═══ Given records

//! Storefront - terminal showcase with rotating carousels
//!
//! This is the binary entry point. All logic lives in the library.

use std::path::PathBuf;

use clap::Parser;
use storefront::core::prelude::*;
use storefront::Overrides;

/// Storefront - browse banners, discounts and reviews in the terminal
#[derive(Parser, Debug)]
#[command(name = "storefront")]
#[command(about = "Terminal storefront with rotating carousels", long_about = None)]
struct Args {
    /// Directory holding `.storefront/config.toml` (defaults to the current directory)
    #[arg(long, value_name = "DIR")]
    config_dir: Option<PathBuf>,

    /// Catalog REST base URL, e.g. http://localhost:8000/api
    #[arg(long, value_name = "URL", conflicts_with = "fixture")]
    api_url: Option<String>,

    /// Serve the catalog from a JSON fixture instead of the API
    #[arg(long, value_name = "FILE")]
    fixture: Option<PathBuf>,

    /// Write a default config file and exit
    #[arg(long)]
    init: bool,
}

#[tokio::main]
async fn main() -> Result<()> {
    let args = Args::parse();

    if args.init {
        let path = storefront::init_config(args.config_dir)?;
        eprintln!("Config written to {}", path.display());
        return Ok(());
    }

    let overrides = Overrides {
        api_url: args.api_url,
        fixture: args.fixture,
    };

    if let Err(e) = storefront::run(args.config_dir, overrides).await {
        if let Error::ConfigInvalid { .. } = e {
            eprintln!("{}", e);
            eprintln!();
            eprintln!("Hint: point the storefront at a catalog:");
            eprintln!("      storefront --api-url http://localhost:8000/api");
            eprintln!("      storefront --fixture demos/catalog.json");
            std::process::exit(1);
        }
        if let Ok(log_file) = storefront::core::logging::get_current_log_file() {
            eprintln!("Details in {}", log_file.display());
        }
        return Err(e);
    }
    Ok(())
}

══════

= Work instruction =
Line by line, retype the records with no changes.

= Answer to this task =
//! Storefront - terminal showcase with rotating carousels
//!
//! This is the binary entry point. All logic lives in the library.

use std::path::PathBuf;

use clap::Parser;
use storefront::core::prelude::*;
use storefront::Overrides;

/// Storefront - browse banners, discounts and reviews in the terminal
#[derive(Parser, Debug)]
#[command(name = "storefront")]
#[command(about = "Terminal storefront with rotating carousels", long_about = None)]
struct Args {
    /// Directory holding `.storefront/config.toml` (defaults to the current directory)
    #[arg(long, value_name = "DIR")]
    config_dir: Option<PathBuf>,

    /// Catalog REST base URL, e.g. http://localhost:8000/api
    #[arg(long, value_name = "URL", conflicts_with = "fixture")]
    api_url: Option<String>,

    /// Serve the catalog from a JSON fixture instead of the API
    #[arg(long, value_name = "FILE")]
    fixture: Option<PathBuf>,

    /// Write a default config file and exit
    #[arg(long)]
    init: bool,
}

#[tokio::main]
async fn main() -> Result<()> {
    let args = Args::parse();

    if args.init {
        let path = storefront::init_config(args.config_dir)?;
        eprintln!("Config written to {}", path.display());
        return Ok(());
    }

    let overrides = Overrides {
        api_url: args.api_url,
        fixture: args.fixture,
    };

    if let Err(e) = storefront::run(args.config_dir, overrides).await {
        if let Error::ConfigInvalid { .. } = e {
            eprintln!("{}", e);
            eprintln!();
            eprintln!("Hint: point the storefront at a catalog:");
            eprintln!("      storefront --api-url http://localhost:8000/api");
            eprintln!("      storefront --fixture demos/catalog.json");
            std::process::exit(1);
        }
        if let Ok(log_file) = storefront::core::logging::get_current_log_file() {
            eprintln!("Details in {}", log_file.display());
        }
        return Err(e);
    }
    Ok(())
}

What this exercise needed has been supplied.